I've known several people who found it almost impossible to forgive those who had hurt them. And one of them was my brother, who died of alcoholism and poor lifestyle choices at the age of 60.
When he'd meet someone new, within a short time he'd be telling them about how his former wife had run off with his best friend. He told the story with such passion and anger that people felt sorry for him. However, as the story went on the listener would learn that the incident he was telling about had occurred some 15 years earlier.
And a similar thing would happen with a woman that I've known for a number of years during my recovery. Within a few minutes of talking with someone she'd just met, she'd tell them what a son of a bitch her ex-husband was because he'd left her and her daughter to fend for themselves. Eventually, though, she'd reveal that he'd left some 18 years earlier.

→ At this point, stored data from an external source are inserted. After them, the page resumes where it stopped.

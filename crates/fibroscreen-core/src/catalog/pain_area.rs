use std::fmt;
use std::str::FromStr;

use serde::{Deserialize, Serialize};
use ts_rs::TS;

use crate::error::CoreError;

/// A body region on the Widespread Pain Index checklist.
///
/// Declaration order is the order the questionnaire presents the areas in,
/// and is the order used by `BTreeSet<PainArea>` selections and exports.
#[derive(Debug, Clone, Copy, PartialEq, Eq, PartialOrd, Ord, Hash, Serialize, Deserialize, TS)]
#[serde(rename_all = "snake_case")]
#[ts(export)]
pub enum PainArea {
    ShoulderGirdleLeft,
    ShoulderGirdleRight,
    UpperArmLeft,
    UpperArmRight,
    LowerArmLeft,
    LowerArmRight,
    HipLeft,
    HipRight,
    UpperLegLeft,
    UpperLegRight,
    LowerLegLeft,
    LowerLegRight,
    JawLeft,
    JawRight,
    Chest,
    Abdomen,
    Neck,
    UpperBack,
    LowerBack,
    /// "None of these areas". Never counted towards the WPI.
    NoneOfTheseAreas,
}

/// The coarse grouping used by the pain-area summary panel.
#[derive(Debug, Clone, Copy, PartialEq, Eq, PartialOrd, Ord, Hash, Serialize, Deserialize, TS)]
#[serde(rename_all = "snake_case")]
#[ts(export)]
pub enum BodyRegion {
    HeadNeck,
    ArmsShoulders,
    Torso,
    HipsLegs,
}

/// The grouping used by the pain distribution chart.
#[derive(Debug, Clone, Copy, PartialEq, Eq, PartialOrd, Ord, Hash, Serialize, Deserialize, TS)]
#[serde(rename_all = "snake_case")]
#[ts(export)]
pub enum PainCategory {
    UpperBody,
    LowerBody,
    Core,
    HeadNeck,
}

impl PainArea {
    /// Every catalog entry, sentinel last.
    pub const ALL: [PainArea; 20] = [
        PainArea::ShoulderGirdleLeft,
        PainArea::ShoulderGirdleRight,
        PainArea::UpperArmLeft,
        PainArea::UpperArmRight,
        PainArea::LowerArmLeft,
        PainArea::LowerArmRight,
        PainArea::HipLeft,
        PainArea::HipRight,
        PainArea::UpperLegLeft,
        PainArea::UpperLegRight,
        PainArea::LowerLegLeft,
        PainArea::LowerLegRight,
        PainArea::JawLeft,
        PainArea::JawRight,
        PainArea::Chest,
        PainArea::Abdomen,
        PainArea::Neck,
        PainArea::UpperBack,
        PainArea::LowerBack,
        PainArea::NoneOfTheseAreas,
    ];

    /// The 19 areas that count towards the WPI.
    pub fn named() -> impl Iterator<Item = PainArea> {
        Self::ALL.into_iter().filter(|a| !a.is_sentinel())
    }

    pub fn is_sentinel(self) -> bool {
        self == PainArea::NoneOfTheseAreas
    }

    pub fn id(self) -> &'static str {
        match self {
            PainArea::ShoulderGirdleLeft => "shoulder_girdle_left",
            PainArea::ShoulderGirdleRight => "shoulder_girdle_right",
            PainArea::UpperArmLeft => "upper_arm_left",
            PainArea::UpperArmRight => "upper_arm_right",
            PainArea::LowerArmLeft => "lower_arm_left",
            PainArea::LowerArmRight => "lower_arm_right",
            PainArea::HipLeft => "hip_left",
            PainArea::HipRight => "hip_right",
            PainArea::UpperLegLeft => "upper_leg_left",
            PainArea::UpperLegRight => "upper_leg_right",
            PainArea::LowerLegLeft => "lower_leg_left",
            PainArea::LowerLegRight => "lower_leg_right",
            PainArea::JawLeft => "jaw_left",
            PainArea::JawRight => "jaw_right",
            PainArea::Chest => "chest",
            PainArea::Abdomen => "abdomen",
            PainArea::Neck => "neck",
            PainArea::UpperBack => "upper_back",
            PainArea::LowerBack => "lower_back",
            PainArea::NoneOfTheseAreas => "none_of_these_areas",
        }
    }

    /// Questionnaire label. Exports carry these strings verbatim.
    pub fn label(self) -> &'static str {
        match self {
            PainArea::ShoulderGirdleLeft => "Shoulder girdle, left",
            PainArea::ShoulderGirdleRight => "Shoulder girdle, right",
            PainArea::UpperArmLeft => "Upper arm, left",
            PainArea::UpperArmRight => "Upper arm, right",
            PainArea::LowerArmLeft => "Lower arm, left",
            PainArea::LowerArmRight => "Lower arm, right",
            PainArea::HipLeft => "Hip (buttock) left",
            PainArea::HipRight => "Hip (buttock) right",
            PainArea::UpperLegLeft => "Upper leg left",
            PainArea::UpperLegRight => "Upper leg right",
            PainArea::LowerLegLeft => "Lower leg left",
            PainArea::LowerLegRight => "Lower leg right",
            PainArea::JawLeft => "Jaw left",
            PainArea::JawRight => "Jaw right",
            PainArea::Chest => "Chest",
            PainArea::Abdomen => "Abdomen",
            PainArea::Neck => "Neck",
            PainArea::UpperBack => "Upper back",
            PainArea::LowerBack => "Lower back",
            PainArea::NoneOfTheseAreas => "None of these areas",
        }
    }

    pub fn region(self) -> Option<BodyRegion> {
        match self {
            PainArea::Neck | PainArea::JawLeft | PainArea::JawRight => Some(BodyRegion::HeadNeck),
            PainArea::ShoulderGirdleLeft
            | PainArea::ShoulderGirdleRight
            | PainArea::UpperArmLeft
            | PainArea::UpperArmRight
            | PainArea::LowerArmLeft
            | PainArea::LowerArmRight => Some(BodyRegion::ArmsShoulders),
            PainArea::Chest | PainArea::Abdomen | PainArea::UpperBack | PainArea::LowerBack => {
                Some(BodyRegion::Torso)
            }
            PainArea::HipLeft
            | PainArea::HipRight
            | PainArea::UpperLegLeft
            | PainArea::UpperLegRight
            | PainArea::LowerLegLeft
            | PainArea::LowerLegRight => Some(BodyRegion::HipsLegs),
            PainArea::NoneOfTheseAreas => None,
        }
    }

    pub fn category(self) -> Option<PainCategory> {
        self.region().map(|region| match region {
            BodyRegion::HeadNeck => PainCategory::HeadNeck,
            BodyRegion::ArmsShoulders => PainCategory::UpperBody,
            BodyRegion::Torso => PainCategory::Core,
            BodyRegion::HipsLegs => PainCategory::LowerBody,
        })
    }

    /// Look up an area by id or by label (labels match case-insensitively).
    pub fn lookup(name: &str) -> Option<PainArea> {
        let name = name.trim();
        Self::ALL
            .into_iter()
            .find(|a| a.id() == name || a.label().eq_ignore_ascii_case(name))
    }
}

impl fmt::Display for PainArea {
    fn fmt(&self, f: &mut fmt::Formatter<'_>) -> fmt::Result {
        f.write_str(self.label())
    }
}

impl FromStr for PainArea {
    type Err = CoreError;

    fn from_str(s: &str) -> Result<Self, Self::Err> {
        PainArea::lookup(s).ok_or_else(|| CoreError::UnknownPainArea(s.to_string()))
    }
}

impl BodyRegion {
    pub const ALL: [BodyRegion; 4] = [
        BodyRegion::HeadNeck,
        BodyRegion::ArmsShoulders,
        BodyRegion::Torso,
        BodyRegion::HipsLegs,
    ];

    pub fn label(self) -> &'static str {
        match self {
            BodyRegion::HeadNeck => "Head/Neck",
            BodyRegion::ArmsShoulders => "Arms & Shoulders",
            BodyRegion::Torso => "Torso",
            BodyRegion::HipsLegs => "Hips & Legs",
        }
    }

    /// Catalog areas belonging to this region.
    pub fn areas(self) -> impl Iterator<Item = PainArea> {
        PainArea::ALL
            .into_iter()
            .filter(move |a| a.region() == Some(self))
    }
}

impl PainCategory {
    pub const ALL: [PainCategory; 4] = [
        PainCategory::UpperBody,
        PainCategory::LowerBody,
        PainCategory::Core,
        PainCategory::HeadNeck,
    ];

    pub fn label(self) -> &'static str {
        match self {
            PainCategory::UpperBody => "Upper Body",
            PainCategory::LowerBody => "Lower Body",
            PainCategory::Core => "Core",
            PainCategory::HeadNeck => "Head/Neck",
        }
    }
}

Now, while these people had reason to feel bad about what happened to them, was it so important that they had to carry it with them for years? Living all that time in unforgiveness and anger?
This came up for me today when I was thinking about a young man who pretty much has destroyed his life over his inability to forgive and get rid of his anger. He had everything going for him. He had a family. He had a great paying job. He had respect in the community. People looked up to him and asked for his advice. Yet for some reason, he couldn't forgive and lay down his burdens and work through his issues.
Instead, he picked up a bag of dope and within a short time – maybe less than 90 days – he was homeless. It's a lesson for all of us.
We only have so much time on this planet. It took me over 35 years to forgive my alcoholic father after I spent many years drugging, drinking and spending time in prisons because of the rage I'd felt toward him since I was a child.
Once I was able to forgive, though, I was free to be my own person. And live in peace.
Forgiveness can save us from ourselves.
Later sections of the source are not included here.